__Task prompt__:
Reproduce the entries below exactly, but only from the line containing "WardenResult<Vec<OrgTeam>>> + Send;" to the line containing "WardenResult<Vec<Uuid>>> + Send;", inclusive.

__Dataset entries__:
________________
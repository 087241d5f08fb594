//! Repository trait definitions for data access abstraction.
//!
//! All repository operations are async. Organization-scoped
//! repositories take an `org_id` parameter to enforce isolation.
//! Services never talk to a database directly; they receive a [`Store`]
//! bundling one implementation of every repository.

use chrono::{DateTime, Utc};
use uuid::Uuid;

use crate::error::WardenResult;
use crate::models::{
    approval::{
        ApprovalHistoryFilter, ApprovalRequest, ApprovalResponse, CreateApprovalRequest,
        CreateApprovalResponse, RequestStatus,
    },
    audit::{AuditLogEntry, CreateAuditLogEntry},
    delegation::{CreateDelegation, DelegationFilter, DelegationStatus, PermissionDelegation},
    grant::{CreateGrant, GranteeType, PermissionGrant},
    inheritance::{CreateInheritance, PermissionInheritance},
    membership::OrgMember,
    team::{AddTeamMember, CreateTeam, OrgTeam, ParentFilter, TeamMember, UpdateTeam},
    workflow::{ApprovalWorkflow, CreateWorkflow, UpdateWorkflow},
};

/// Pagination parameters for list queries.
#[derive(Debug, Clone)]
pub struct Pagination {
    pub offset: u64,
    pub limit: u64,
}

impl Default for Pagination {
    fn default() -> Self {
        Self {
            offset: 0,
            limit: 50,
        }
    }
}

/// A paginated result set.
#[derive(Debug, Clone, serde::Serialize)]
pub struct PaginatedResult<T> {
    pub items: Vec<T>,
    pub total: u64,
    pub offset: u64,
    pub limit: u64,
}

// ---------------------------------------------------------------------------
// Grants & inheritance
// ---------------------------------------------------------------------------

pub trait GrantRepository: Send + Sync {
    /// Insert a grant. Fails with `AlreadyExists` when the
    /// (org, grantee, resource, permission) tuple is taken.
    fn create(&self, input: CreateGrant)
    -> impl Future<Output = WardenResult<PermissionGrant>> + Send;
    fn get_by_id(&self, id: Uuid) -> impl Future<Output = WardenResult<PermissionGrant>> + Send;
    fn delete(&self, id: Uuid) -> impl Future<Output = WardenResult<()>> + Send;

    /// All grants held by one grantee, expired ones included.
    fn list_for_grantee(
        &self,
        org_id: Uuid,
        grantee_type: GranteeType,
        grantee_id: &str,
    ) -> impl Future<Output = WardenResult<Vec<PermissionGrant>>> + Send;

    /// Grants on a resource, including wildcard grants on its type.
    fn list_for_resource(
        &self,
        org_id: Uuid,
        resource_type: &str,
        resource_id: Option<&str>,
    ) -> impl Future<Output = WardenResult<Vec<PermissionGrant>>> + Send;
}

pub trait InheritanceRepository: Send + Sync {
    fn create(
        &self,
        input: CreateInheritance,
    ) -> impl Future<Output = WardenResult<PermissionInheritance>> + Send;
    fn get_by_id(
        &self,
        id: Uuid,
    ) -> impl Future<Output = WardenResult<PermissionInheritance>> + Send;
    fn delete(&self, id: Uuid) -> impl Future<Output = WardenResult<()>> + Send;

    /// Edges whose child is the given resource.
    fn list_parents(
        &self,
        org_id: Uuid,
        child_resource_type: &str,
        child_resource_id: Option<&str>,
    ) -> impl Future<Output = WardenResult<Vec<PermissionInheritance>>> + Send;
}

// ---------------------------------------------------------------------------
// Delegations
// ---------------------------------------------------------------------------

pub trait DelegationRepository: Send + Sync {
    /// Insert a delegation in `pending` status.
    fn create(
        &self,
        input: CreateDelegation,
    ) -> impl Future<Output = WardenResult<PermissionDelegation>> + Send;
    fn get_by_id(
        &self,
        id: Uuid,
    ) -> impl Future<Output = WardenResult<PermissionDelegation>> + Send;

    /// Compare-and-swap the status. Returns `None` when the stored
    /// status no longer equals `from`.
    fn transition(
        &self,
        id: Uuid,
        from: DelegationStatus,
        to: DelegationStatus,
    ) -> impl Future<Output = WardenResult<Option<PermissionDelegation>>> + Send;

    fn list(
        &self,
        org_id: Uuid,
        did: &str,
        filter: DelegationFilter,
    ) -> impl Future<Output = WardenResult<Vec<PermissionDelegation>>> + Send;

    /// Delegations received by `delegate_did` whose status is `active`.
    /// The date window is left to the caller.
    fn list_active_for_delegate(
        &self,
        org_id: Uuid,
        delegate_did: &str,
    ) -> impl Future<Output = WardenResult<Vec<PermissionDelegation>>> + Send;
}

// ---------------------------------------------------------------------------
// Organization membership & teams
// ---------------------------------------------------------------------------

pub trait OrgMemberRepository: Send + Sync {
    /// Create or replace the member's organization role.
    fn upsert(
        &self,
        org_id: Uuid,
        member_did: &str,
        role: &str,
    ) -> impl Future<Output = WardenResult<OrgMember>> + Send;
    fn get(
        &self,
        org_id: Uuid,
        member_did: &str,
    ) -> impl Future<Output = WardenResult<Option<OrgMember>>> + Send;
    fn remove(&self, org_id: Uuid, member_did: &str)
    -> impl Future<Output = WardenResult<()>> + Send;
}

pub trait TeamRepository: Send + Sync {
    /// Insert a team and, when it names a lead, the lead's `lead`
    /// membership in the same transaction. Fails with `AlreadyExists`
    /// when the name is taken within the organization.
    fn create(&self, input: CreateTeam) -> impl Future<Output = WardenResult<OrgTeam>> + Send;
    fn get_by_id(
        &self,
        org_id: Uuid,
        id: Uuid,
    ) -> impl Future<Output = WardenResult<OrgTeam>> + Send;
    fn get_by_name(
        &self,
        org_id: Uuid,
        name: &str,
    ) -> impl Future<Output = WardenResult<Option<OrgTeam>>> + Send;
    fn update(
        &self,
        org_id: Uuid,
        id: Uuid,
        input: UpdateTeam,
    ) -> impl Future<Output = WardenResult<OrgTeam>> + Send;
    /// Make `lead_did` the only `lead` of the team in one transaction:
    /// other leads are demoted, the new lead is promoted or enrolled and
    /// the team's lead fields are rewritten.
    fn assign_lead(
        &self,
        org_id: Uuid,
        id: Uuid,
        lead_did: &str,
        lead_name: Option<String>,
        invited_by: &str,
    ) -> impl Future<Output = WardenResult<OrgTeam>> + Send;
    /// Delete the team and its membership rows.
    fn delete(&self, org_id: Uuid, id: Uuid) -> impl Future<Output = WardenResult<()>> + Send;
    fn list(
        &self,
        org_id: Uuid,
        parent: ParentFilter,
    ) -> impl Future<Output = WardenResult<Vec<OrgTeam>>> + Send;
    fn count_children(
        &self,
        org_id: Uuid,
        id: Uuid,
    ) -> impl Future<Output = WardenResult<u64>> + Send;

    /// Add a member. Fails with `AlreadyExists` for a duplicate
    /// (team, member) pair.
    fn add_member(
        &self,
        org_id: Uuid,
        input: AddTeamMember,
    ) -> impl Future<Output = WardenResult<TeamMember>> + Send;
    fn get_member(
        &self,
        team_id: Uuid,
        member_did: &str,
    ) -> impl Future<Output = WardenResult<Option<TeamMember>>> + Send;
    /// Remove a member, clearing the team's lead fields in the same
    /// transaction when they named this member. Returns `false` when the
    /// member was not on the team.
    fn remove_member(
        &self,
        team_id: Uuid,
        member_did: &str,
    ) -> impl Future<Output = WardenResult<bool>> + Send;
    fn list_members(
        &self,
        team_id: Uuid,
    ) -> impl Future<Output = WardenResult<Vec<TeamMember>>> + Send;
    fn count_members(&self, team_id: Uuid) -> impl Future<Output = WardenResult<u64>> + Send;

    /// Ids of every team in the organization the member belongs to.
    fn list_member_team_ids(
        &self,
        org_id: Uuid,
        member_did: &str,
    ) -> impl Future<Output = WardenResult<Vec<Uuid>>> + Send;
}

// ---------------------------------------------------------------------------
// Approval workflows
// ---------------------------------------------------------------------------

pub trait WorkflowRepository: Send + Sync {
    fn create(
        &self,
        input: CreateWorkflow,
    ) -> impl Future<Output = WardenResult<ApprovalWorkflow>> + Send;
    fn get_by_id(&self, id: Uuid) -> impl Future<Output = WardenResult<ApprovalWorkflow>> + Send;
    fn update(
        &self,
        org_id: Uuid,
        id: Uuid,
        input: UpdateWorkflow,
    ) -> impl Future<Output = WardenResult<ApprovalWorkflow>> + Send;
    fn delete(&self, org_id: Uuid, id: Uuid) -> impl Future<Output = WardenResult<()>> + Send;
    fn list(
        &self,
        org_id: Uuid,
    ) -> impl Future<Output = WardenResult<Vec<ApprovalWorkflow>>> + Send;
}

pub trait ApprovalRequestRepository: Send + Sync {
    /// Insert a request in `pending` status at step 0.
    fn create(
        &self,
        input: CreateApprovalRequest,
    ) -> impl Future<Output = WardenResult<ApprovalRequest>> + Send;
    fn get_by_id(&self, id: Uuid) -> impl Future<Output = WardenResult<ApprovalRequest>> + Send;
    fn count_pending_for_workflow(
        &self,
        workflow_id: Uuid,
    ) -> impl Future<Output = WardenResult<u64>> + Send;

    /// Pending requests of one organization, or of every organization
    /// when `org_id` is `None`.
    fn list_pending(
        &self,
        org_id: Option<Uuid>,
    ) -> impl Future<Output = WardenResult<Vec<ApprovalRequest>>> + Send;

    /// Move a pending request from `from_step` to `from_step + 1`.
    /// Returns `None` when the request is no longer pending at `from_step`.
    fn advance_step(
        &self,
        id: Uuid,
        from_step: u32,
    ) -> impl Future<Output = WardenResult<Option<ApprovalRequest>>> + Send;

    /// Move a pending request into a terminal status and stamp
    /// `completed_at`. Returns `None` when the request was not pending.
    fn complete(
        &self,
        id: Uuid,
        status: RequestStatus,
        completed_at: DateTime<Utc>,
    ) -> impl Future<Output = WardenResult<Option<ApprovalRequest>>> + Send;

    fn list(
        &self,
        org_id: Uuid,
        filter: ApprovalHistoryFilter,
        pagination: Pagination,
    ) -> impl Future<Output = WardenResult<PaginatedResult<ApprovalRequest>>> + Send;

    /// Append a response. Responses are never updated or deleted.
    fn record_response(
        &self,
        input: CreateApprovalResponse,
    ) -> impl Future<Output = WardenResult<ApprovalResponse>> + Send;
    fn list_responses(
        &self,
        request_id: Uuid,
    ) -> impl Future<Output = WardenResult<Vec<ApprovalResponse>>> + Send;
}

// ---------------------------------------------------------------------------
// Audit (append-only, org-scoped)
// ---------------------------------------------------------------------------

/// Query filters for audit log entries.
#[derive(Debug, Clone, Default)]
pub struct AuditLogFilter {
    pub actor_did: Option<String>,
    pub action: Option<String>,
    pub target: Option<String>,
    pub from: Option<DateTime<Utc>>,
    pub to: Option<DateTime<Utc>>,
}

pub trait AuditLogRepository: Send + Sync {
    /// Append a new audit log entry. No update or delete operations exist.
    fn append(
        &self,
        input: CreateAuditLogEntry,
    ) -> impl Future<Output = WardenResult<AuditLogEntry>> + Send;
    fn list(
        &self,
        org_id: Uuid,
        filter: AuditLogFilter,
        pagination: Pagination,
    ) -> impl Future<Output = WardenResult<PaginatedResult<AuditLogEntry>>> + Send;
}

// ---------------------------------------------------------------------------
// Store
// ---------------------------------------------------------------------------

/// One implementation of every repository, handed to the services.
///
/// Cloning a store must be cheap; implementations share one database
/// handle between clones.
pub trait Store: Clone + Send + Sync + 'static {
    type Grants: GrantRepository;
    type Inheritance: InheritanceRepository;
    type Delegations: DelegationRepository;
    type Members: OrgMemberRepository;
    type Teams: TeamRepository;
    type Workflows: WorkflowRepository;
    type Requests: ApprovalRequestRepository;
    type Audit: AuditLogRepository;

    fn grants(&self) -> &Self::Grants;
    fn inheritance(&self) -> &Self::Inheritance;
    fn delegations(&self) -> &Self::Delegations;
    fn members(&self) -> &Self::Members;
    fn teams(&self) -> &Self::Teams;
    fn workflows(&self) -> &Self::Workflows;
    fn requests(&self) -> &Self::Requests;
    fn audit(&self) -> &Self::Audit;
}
________________
__Solved exercise__:
    ) -> impl Future<Output = WardenResult<Vec<OrgTeam>>> + Send;
    fn count_children(
        &self,
        org_id: Uuid,
        id: Uuid,
    ) -> impl Future<Output = WardenResult<u64>> + Send;

    /// Add a member. Fails with `AlreadyExists` for a duplicate
    /// (team, member) pair.
    fn add_member(
        &self,
        org_id: Uuid,
        input: AddTeamMember,
    ) -> impl Future<Output = WardenResult<TeamMember>> + Send;
    fn get_member(
        &self,
        team_id: Uuid,
        member_did: &str,
    ) -> impl Future<Output = WardenResult<Option<TeamMember>>> + Send;
    /// Remove a member, clearing the team's lead fields in the same
    /// transaction when they named this member. Returns `false` when the
    /// member was not on the team.
    fn remove_member(
        &self,
        team_id: Uuid,
        member_did: &str,
    ) -> impl Future<Output = WardenResult<bool>> + Send;
    fn list_members(
        &self,
        team_id: Uuid,
    ) -> impl Future<Output = WardenResult<Vec<TeamMember>>> + Send;
    fn count_members(&self, team_id: Uuid) -> impl Future<Output = WardenResult<u64>> + Send;

    /// Ids of every team in the organization the member belongs to.
    fn list_member_team_ids(
        &self,
        org_id: Uuid,
        member_did: &str,
    ) -> impl Future<Output = WardenResult<Vec<Uuid>>> + Send;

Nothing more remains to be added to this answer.